Lawmakers Consider Whether Taxpayers Should Foot The Bill For Remote State Workers

Taxes

American workers are becoming fond of flexible work schedules—but are we willing to foot the bill for them? That’s a question currently pending in the Oregon legislature, as Senate Bill 854 could end perks associated with remote work for state employees.

The pandemic has dramatically changed the way that workers approach their jobs. The number of people primarily working from home between 2019 and 2021 tripled from 5.7% (roughly 9 million people) to 17.9% (27.6 million people), according to a 2021 survey released by the US Census Bureau. That trend is continuing—a Gallup poll found that, as of June 2022, five in 10 remote-capable workers are in hybrid positions spending part of their week at home and part on-site, three in 10 are exclusively working remotely, and two in 10 are entirely on-site.

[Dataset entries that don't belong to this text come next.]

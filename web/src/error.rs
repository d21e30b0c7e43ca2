//! Error types for web handlers.
//!
//! This module bridges [`TicketError`] and HTTP responses, implementing
//! Axum's `IntoResponse` trait.

use axum::{
    Json,
    http::StatusCode,
    response::{IntoResponse, Response},
};
use serde::Serialize;
use std::fmt;
use ticketdesk_core::TicketError;

/// Application error type for web handlers.
///
/// Carries the HTTP status, a stable machine-readable code, and a
/// user-facing message. The optional `source` is logged for 5xx responses
/// and never sent to the client.
///
/// # Examples
///
/// ```
/// use axum::http::StatusCode;
/// use ticketdesk_core::{TicketError, TicketStatus};
/// use ticketdesk_web::AppError;
///
/// let err = AppError::from(TicketError::TicketStatusNotAllowed {
///     status: TicketStatus::Closed,
/// });
/// assert_eq!(err.status(), StatusCode::METHOD_NOT_ALLOWED);
/// ```
#[derive(Debug)]
pub struct AppError {
    /// HTTP status code
    status: StatusCode,
    /// Error message (user-facing)
    message: String,
    /// Error code (for client error handling)
    code: String,
    /// Internal error (for logging, not exposed to client)
    source: Option<anyhow::Error>,
}

impl AppError {
    /// Create a new application error.
    #[must_use]
    pub const fn new(status: StatusCode, message: String, code: String) -> Self {
        Self {
            status,
            message,
            code,
            source: None,
        }
    }

    /// Create a new error with a source error.
    #[must_use]
    pub fn with_source(mut self, source: anyhow::Error) -> Self {
        self.source = Some(source);
        self
    }

    /// HTTP status of the response.
    #[must_use]
    pub const fn status(&self) -> StatusCode {
        self.status
    }

    /// Machine-readable error code.
    #[must_use]
    pub fn code(&self) -> &str {
        &self.code
    }

    /// User-facing message.
    #[must_use]
    pub fn message(&self) -> &str {
        &self.message
    }

    /// Create a 404 Not Found error.
    #[must_use]
    pub fn not_found(resource: impl fmt::Display, id: impl fmt::Display) -> Self {
        Self::new(
            StatusCode::NOT_FOUND,
            format!("{resource} with id {id} not found"),
            "NOT_FOUND".to_string(),
        )
    }

    /// Create a 405 Method Not Allowed error.
    ///
    /// Used for workflow rejections: the request is well formed but the
    /// ticket's status forbids it.
    #[must_use]
    pub fn method_not_allowed(message: impl Into<String>) -> Self {
        Self::new(
            StatusCode::METHOD_NOT_ALLOWED,
            message.into(),
            "METHOD_NOT_ALLOWED".to_string(),
        )
    }

    /// Create a 409 Conflict error.
    #[must_use]
    pub fn conflict(message: impl Into<String>) -> Self {
        Self::new(StatusCode::CONFLICT, message.into(), "CONFLICT".to_string())
    }

    /// Create a 422 Unprocessable Entity error.
    #[must_use]
    pub fn validation(message: impl Into<String>) -> Self {
        Self::new(
            StatusCode::UNPROCESSABLE_ENTITY,
            message.into(),
            "VALIDATION_ERROR".to_string(),
        )
    }

    /// Create a 500 Internal Server Error.
    #[must_use]
    pub fn internal(message: impl Into<String>) -> Self {
        Self::new(
            StatusCode::INTERNAL_SERVER_ERROR,
            message.into(),
            "INTERNAL_SERVER_ERROR".to_string(),
        )
    }

    /// Create a 503 Service Unavailable error.
    #[must_use]
    pub fn unavailable(message: impl Into<String>) -> Self {
        Self::new(
            StatusCode::SERVICE_UNAVAILABLE,
            message.into(),
            "SERVICE_UNAVAILABLE".to_string(),
        )
    }
}

impl fmt::Display for AppError {
    fn fmt(&self, f: &mut fmt::Formatter<'_>) -> fmt::Result {
        write!(f, "[{}] {}", self.code, self.message)
    }
}

impl std::error::Error for AppError {
    fn source(&self) -> Option<&(dyn std::error::Error + 'static)> {
        self.source
            .as_ref()
            .map(|e| e.as_ref() as &(dyn std::error::Error + 'static))
    }
}

/// Error response body (JSON).
#[derive(Debug, Serialize)]
struct ErrorResponse {
    /// Error code (for client error handling).
    code: String,
    /// Human-readable error message.
    message: String,
}

impl IntoResponse for AppError {
    fn into_response(self) -> Response {
        // Log internal errors
        if self.status.is_server_error() {
            if let Some(source) = &self.source {
                tracing::error!(
                    status = %self.status,
                    code = %self.code,
                    message = %self.message,
                    error = %source,
                    "Internal server error"
                );
            } else {
                tracing::error!(
                    status = %self.status,
                    code = %self.code,
                    message = %self.message,
                    "Internal server error"
                );
            }
        }

        let body = ErrorResponse {
            code: self.code,
            message: self.message,
        };

        (self.status, Json(body)).into_response()
    }
}

impl From<TicketError> for AppError {
    fn from(err: TicketError) -> Self {
        let message = err.to_string();
        match err {
            TicketError::StatusTransitionNotAllowed { .. }
            | TicketError::TicketStatusNotAllowed { .. } => Self::method_not_allowed(message),
            TicketError::NotFound { kind, id } => Self::not_found(kind, id),
            TicketError::Validation(message) => Self::validation(message),
            TicketError::VersionConflict { .. } => Self::conflict(message),
            err @ TicketError::StoreUnavailable(_) => {
                Self::unavailable("Service temporarily unavailable")
                    .with_source(anyhow::Error::new(err))
            }
            err @ TicketError::Serialization(_) => {
                Self::internal("An internal error occurred").with_source(anyhow::Error::new(err))
            }
        }
    }
}

/// Convert `anyhow::Error` to `AppError`.
impl From<anyhow::Error> for AppError {
    fn from(err: anyhow::Error) -> Self {
        Self::internal("An internal error occurred").with_source(err)
    }
}

#[cfg(test)]
#[allow(clippy::unwrap_used)]
mod tests {
    use super::*;
    use ticketdesk_core::{EntityKind, TicketId, TicketStatus};

    #[test]
    fn test_error_display() {
        let err = AppError::validation("title is required");
        assert_eq!(err.to_string(), "[VALIDATION_ERROR] title is required");
    }

    #[test]
    fn test_workflow_rejections_are_405() {
        let transition = AppError::from(TicketError::StatusTransitionNotAllowed {
            from: TicketStatus::Closed,
            to: TicketStatus::Open,
        });
        let closed = AppError::from(TicketError::TicketStatusNotAllowed {
            status: TicketStatus::Closed,
        });

        assert_eq!(transition.status, StatusCode::METHOD_NOT_ALLOWED);
        assert_eq!(
            transition.message,
            "Status transition not allowed: from `closed` to `open`"
        );
        assert_eq!(closed.status, StatusCode::METHOD_NOT_ALLOWED);
        assert_eq!(closed.code, "METHOD_NOT_ALLOWED");
    }

    #[test]
    fn test_not_found() {
        let err = AppError::from(TicketError::not_found(EntityKind::Ticket, "123"));
        assert_eq!(err.to_string(), "[NOT_FOUND] ticket with id 123 not found");
        assert_eq!(err.status, StatusCode::NOT_FOUND);
    }

    #[test]
    fn test_remaining_mappings() {
        let cases = [
            (
                TicketError::Validation("bad".into()),
                StatusCode::UNPROCESSABLE_ENTITY,
            ),
            (
                TicketError::VersionConflict {
                    id: TicketId::new(),
                    expected: 3,
                },
                StatusCode::CONFLICT,
            ),
            (
                TicketError::StoreUnavailable("db down".into()),
                StatusCode::SERVICE_UNAVAILABLE,
            ),
            (
                TicketError::Serialization("bad row".into()),
                StatusCode::INTERNAL_SERVER_ERROR,
            ),
        ];

        for (err, expected) in cases {
            assert_eq!(AppError::from(err).status, expected);
        }
    }

    #[test]
    fn test_store_detail_is_not_exposed() {
        let err = AppError::from(TicketError::StoreUnavailable("password=hunter2".into()));
        assert!(!err.message.contains("hunter2"));
        assert!(std::error::Error::source(&err).is_some());
    }

    #[tokio::test]
    async fn test_response_body_is_json() {
        let response = AppError::from(TicketError::TicketStatusNotAllowed {
            status: TicketStatus::Closed,
        })
        .into_response();

        assert_eq!(response.status(), StatusCode::METHOD_NOT_ALLOWED);
        let bytes = axum::body::to_bytes(response.into_body(), usize::MAX)
            .await
            .unwrap();
        let body: serde_json::Value = serde_json::from_slice(&bytes).unwrap();
        assert_eq!(body["code"], "METHOD_NOT_ALLOWED");
    }
}
//! Bootstrap DDL.

/// Statements applied by [`crate::PostgresStore::initialize_schema`], in order.
pub const SCHEMA: &[&str] = &[
    r"
    CREATE TABLE IF NOT EXISTS tickets (
        id UUID PRIMARY KEY,
        title VARCHAR(255) NOT NULL,
        description TEXT,
        email TEXT NOT NULL,
        status TEXT NOT NULL,
        version INTEGER NOT NULL DEFAULT 1,
        created_at TIMESTAMPTZ NOT NULL,
        updated_at TIMESTAMPTZ NOT NULL,
        created_by TEXT NOT NULL,
        updated_by TEXT NOT NULL
    )
    ",
    "CREATE INDEX IF NOT EXISTS idx_tickets_created ON tickets(created_at, id)",
    r"
    CREATE TABLE IF NOT EXISTS comments (
        id UUID PRIMARY KEY,
        ticket_id UUID NOT NULL REFERENCES tickets(id) ON DELETE CASCADE,
        body TEXT NOT NULL,
        email TEXT NOT NULL,
        created_at TIMESTAMPTZ NOT NULL,
        updated_at TIMESTAMPTZ NOT NULL,
        created_by TEXT NOT NULL,
        updated_by TEXT NOT NULL
    )
    ",
    "CREATE INDEX IF NOT EXISTS idx_comments_ticket ON comments(ticket_id, created_at)",
    "CREATE INDEX IF NOT EXISTS idx_comments_created ON comments(created_at, id)",
    r"
    CREATE TABLE IF NOT EXISTS tickets_history (
        ticket_id UUID NOT NULL REFERENCES tickets(id) ON DELETE CASCADE,
        version INTEGER NOT NULL,
        snapshot JSONB NOT NULL,
        archived_at TIMESTAMPTZ NOT NULL,
        PRIMARY KEY (ticket_id, version)
    )
    ",
];
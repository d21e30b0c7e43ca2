//! Redis cache backend for Ticketdesk.
//!
//! [`RedisEntityCache`] implements [`EntityCache`] with plain string keys:
//!
//! - `GET key` for reads
//! - `SET key value EX ttl` for writes (the TTL is reset on every write)
//! - `DEL key` for invalidation
//!
//! Keys and values are produced by
//! [`CacheAside`](ticketdesk_core::cache::CacheAside); this crate only moves
//! bytes.
//!
//! # Example
//!
//! ```no_run
//! use std::sync::Arc;
//! use ticketdesk_core::{CacheAside, CachePolicy};
//! use ticketdesk_redis::RedisEntityCache;
//!
//! # async fn example() -> Result<(), Box<dyn std::error::Error>> {
//! let backend = RedisEntityCache::new("redis://127.0.0.1:6379").await?;
//! let cache = CacheAside::new(Arc::new(backend), CachePolicy::default());
//! # Ok(())
//! # }
//! ```

#![forbid(unsafe_code)]
#![warn(missing_docs)]

use redis::aio::ConnectionManager;
use redis::{AsyncCommands, Client};
use std::time::Duration;
use ticketdesk_core::cache::{CacheError, CacheResult, EntityCache};

/// Redis-backed [`EntityCache`].
///
/// Cheap to clone: clones share one multiplexed connection through
/// `ConnectionManager`, which reconnects on failure.
#[derive(Clone)]
pub struct RedisEntityCache {
    /// Connection manager for connection pooling.
    conn_manager: ConnectionManager,
}

impl RedisEntityCache {
    /// Connect to Redis.
    ///
    /// # Arguments
    ///
    /// * `redis_url` - Redis connection URL (e.g., "redis://127.0.0.1:6379")
    ///
    /// # Errors
    ///
    /// Returns [`CacheError::Backend`] if the connection fails.
    pub async fn new(redis_url: &str) -> CacheResult<Self> {
        let client = Client::open(redis_url)
            .map_err(|e| CacheError::Backend(format!("Failed to create Redis client: {e}")))?;

        let conn_manager = ConnectionManager::new(client).await.map_err(|e| {
            CacheError::Backend(format!("Failed to create Redis connection manager: {e}"))
        })?;

        tracing::info!("Connected to Redis cache");
        Ok(Self { conn_manager })
    }
}

/// `SET EX` rejects zero, so sub-second TTLs round up to one second.
fn ttl_seconds(ttl: Duration) -> u64 {
    ttl.as_secs().max(1)
}

impl EntityCache for RedisEntityCache {
    async fn get(&self, key: &str) -> CacheResult<Option<Vec<u8>>> {
        let mut conn = self.conn_manager.clone();
        conn.get(key)
            .await
            .map_err(|e| CacheError::Backend(format!("Failed to get `{key}` from Redis: {e}")))
    }

    async fn set(&self, key: &str, value: Vec<u8>, ttl: Duration) -> CacheResult<()> {
        let mut conn = self.conn_manager.clone();
        let () = conn
            .set_ex(key, value, ttl_seconds(ttl))
            .await
            .map_err(|e| CacheError::Backend(format!("Failed to set `{key}` in Redis: {e}")))?;
        Ok(())
    }

    async fn delete(&self, key: &str) -> CacheResult<()> {
        let mut conn = self.conn_manager.clone();
        let () = conn
            .del(key)
            .await
            .map_err(|e| CacheError::Backend(format!("Failed to delete `{key}` from Redis: {e}")))?;
        Ok(())
    }
}
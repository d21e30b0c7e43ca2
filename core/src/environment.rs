//! Injected environment dependencies.

use chrono::{DateTime, SubsecRound, Utc};

/// Clock trait - abstracts time operations for testability
///
/// # Examples
///
/// ```
/// use chrono::SubsecRound;
/// use ticketdesk_core::environment::{Clock, SystemClock};
///
/// let clock = SystemClock;
/// let before = chrono::Utc::now().trunc_subsecs(6);
/// assert!(clock.now() >= before);
/// ```
pub trait Clock: Send + Sync {
    /// Get the current time
    fn now(&self) -> DateTime<Utc>;
}

/// Wall-clock time, truncated to the microsecond precision of `TIMESTAMPTZ`.
#[derive(Clone, Copy, Debug, Default)]
pub struct SystemClock;

impl Clock for SystemClock {
    fn now(&self) -> DateTime<Utc> {
        Utc::now().trunc_subsecs(6)
    }
}

#[cfg(test)]
mod tests {
    use super::*;

    #[test]
    fn test_system_clock_has_microsecond_precision() {
        for _ in 0..100 {
            assert_eq!(SystemClock.now().timestamp_subsec_nanos() % 1_000, 0);
        }
    }
}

Most high-profile discussions about remote work have focused on private companies like Starbucks
SBUX
, Twitter, and Disney, which have recently announced or confirmed in-office requirements for some employees. Conversations about government workers have been more muted. That may be about to change.

As of last year, the state of Oregon employed around 40,000 people. Of those, nearly 20%—7,700 employees—were allowed to work remotely full-time following a December 2021 policy change. As a result, some Oregon state employees, including many considered senior-level, made permanent moves out of state—about 1/3 of those earn at least $100,000 a year and have relocated to more tax-favored locations.

On its face, that might not seem like such a big deal. If companies like Dropbox and Airbnb can manage the transition, why not government agencies? The answer lies with who pays. Last year, Oregon taxpayers learned that some top state employees were living outside the state—and the state was footing the bill for their travel costs. For example, Willamette Week reported that Kathy Ortega, chief financial officer for the Oregon Lottery, moved out of the state on November 19, 2021. Ortega, who earns a government salary of $199,068, moved to income tax-free Texas. When her travels took her back to Oregon for work, state taxpayers paid her travel costs. The director of human resources for the lottery also left the state and had travel costs reimbursed.

Other Oregon agencies have similar policies. Last summer, Oregon Live reported that the Oregon Department of Human Services has the largest number of employees approved to work remotely out-of-state—a whopping 157. If costs for all of those employees are reimbursed on the state’s dime, the dollars can pile up.

Senate Bill 854 doesn’t aim to change whether employees can work remotely—or even out of state—but rather whether taxpayers should be on the hook for their choices. Specifically, the bill would prohibit the state from paying travel costs to or from Oregon for any employee in state service who primarily works outside the state.

SB 854 was introduced on February 2, 2023, with Senator Tim Knopp (R-27) and Representatives Vikki Breese Iverson (R-59) and Anna Scharf (R-23) as the primary sponsors. All 30 state senators have now signed on. A public hearing was held on the issue on February 9, 2023—you can read public testimony here.

Pointedly, at the hearing, some noted that it seemed unfair for taxpayers to bear the burden of costs for state employees who chose to relocate out of the state when those who opted to not go remote paid their own expenses. There is no reimbursement, nor a tax break, associated with most local commutes. Oregon State Treasury deputy treasurer Michael Kaplan said, “I cannot with a straight face justify to our local commuters who come to work reliability that their commuting costs are less important or less meaningful than our employees who may live thousands of miles away.” Treasury joins the Oregon Department of Justice in not reimbursing out-of-state workers for their travel.

However, not everyone is on board with the measure—Service Employees International Union Local 503, the largest public employee union in the state, has signaled opposition. The union has suggested that, at a minimum, those employees who made moves out of state based on a prior policy should continue to receive the benefit of paid travel costs.

It’s unclear whether the measure will pass, even with extensive support in the state Senate. But it does raise interesting questions about the future of remote work and who should pay those costs when it comes to government workers. Currently, at least 11 states have rules on the books that require reimbursement to employees for “necessary work-related expenses” though government workers may have more protective agreements in place. And, even when those law exist, it’s not always clear whether they include costs attributable to remote work.

The reimbursement issue will continue to be a hot one at least through 2025. Under federal law, when an employee receives a reimbursement for expenses, it’s typically tax-free if the employer has done their homework. But if employees pay these expenses and there’s no reimbursement plan in place, there’s no upside—post Tax Cuts and Jobs Act, business expenses that are paid out of pocket are no longer deductible as miscellaneous itemized deductions on federal income tax returns. That’s true even if expenses, like phone and internet, are considered necessary—there is no remote work or Covid exception to the rule. However, the limitation will sunset along with many other individual tax provisions in the TCJA in 2025, unless Congress acts to permanently disallow the deduction.

In the meantime, employees like those in Oregon will have to look to state law to see what’s covered and what’s not. A vote on the government worker reimbursement measure in the Beaver State has not yet been scheduled.